### Problem statement
Within the data below, count every line that includes "Option" and report the total alone.

(Data items)

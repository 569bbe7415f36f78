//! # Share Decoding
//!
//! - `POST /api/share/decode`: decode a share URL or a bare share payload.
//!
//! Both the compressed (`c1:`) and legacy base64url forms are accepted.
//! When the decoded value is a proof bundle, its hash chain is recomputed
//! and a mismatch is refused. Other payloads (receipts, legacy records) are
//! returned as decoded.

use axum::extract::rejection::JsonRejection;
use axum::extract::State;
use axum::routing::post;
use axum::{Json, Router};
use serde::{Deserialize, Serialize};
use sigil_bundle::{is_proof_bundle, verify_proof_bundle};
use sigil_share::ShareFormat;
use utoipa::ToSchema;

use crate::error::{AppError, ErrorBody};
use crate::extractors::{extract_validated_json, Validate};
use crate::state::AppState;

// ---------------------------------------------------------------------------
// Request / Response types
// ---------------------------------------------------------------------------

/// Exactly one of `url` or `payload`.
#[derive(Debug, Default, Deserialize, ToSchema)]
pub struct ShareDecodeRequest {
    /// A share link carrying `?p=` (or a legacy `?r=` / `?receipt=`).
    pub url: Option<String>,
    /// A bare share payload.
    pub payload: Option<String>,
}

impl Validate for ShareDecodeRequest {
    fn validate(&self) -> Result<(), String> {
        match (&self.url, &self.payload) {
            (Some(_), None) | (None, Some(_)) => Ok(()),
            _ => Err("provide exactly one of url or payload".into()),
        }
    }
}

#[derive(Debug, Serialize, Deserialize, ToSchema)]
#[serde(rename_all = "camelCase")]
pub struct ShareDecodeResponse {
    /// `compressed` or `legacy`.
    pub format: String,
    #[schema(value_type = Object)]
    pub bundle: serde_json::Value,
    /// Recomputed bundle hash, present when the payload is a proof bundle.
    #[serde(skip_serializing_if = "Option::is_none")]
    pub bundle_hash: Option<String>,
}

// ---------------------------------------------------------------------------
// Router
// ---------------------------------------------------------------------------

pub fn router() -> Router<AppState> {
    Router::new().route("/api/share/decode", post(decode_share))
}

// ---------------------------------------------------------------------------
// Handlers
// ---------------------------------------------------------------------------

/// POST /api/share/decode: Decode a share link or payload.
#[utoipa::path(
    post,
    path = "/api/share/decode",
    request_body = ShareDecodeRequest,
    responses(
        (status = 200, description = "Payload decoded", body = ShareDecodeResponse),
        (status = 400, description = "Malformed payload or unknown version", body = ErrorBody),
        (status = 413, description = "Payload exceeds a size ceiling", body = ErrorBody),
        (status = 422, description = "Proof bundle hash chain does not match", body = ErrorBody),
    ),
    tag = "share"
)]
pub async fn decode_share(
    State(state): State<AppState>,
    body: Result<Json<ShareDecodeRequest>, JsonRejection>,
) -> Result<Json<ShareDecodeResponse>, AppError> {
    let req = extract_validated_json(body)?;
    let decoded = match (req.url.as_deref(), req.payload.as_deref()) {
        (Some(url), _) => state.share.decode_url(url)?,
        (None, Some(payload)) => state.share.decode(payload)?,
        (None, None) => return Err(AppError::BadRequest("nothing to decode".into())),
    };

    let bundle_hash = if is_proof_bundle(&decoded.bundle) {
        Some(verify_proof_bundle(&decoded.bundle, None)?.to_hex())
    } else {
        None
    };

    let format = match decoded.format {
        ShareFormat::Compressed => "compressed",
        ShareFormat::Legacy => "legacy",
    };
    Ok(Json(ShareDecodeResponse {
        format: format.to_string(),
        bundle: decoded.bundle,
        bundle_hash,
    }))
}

### Task response
4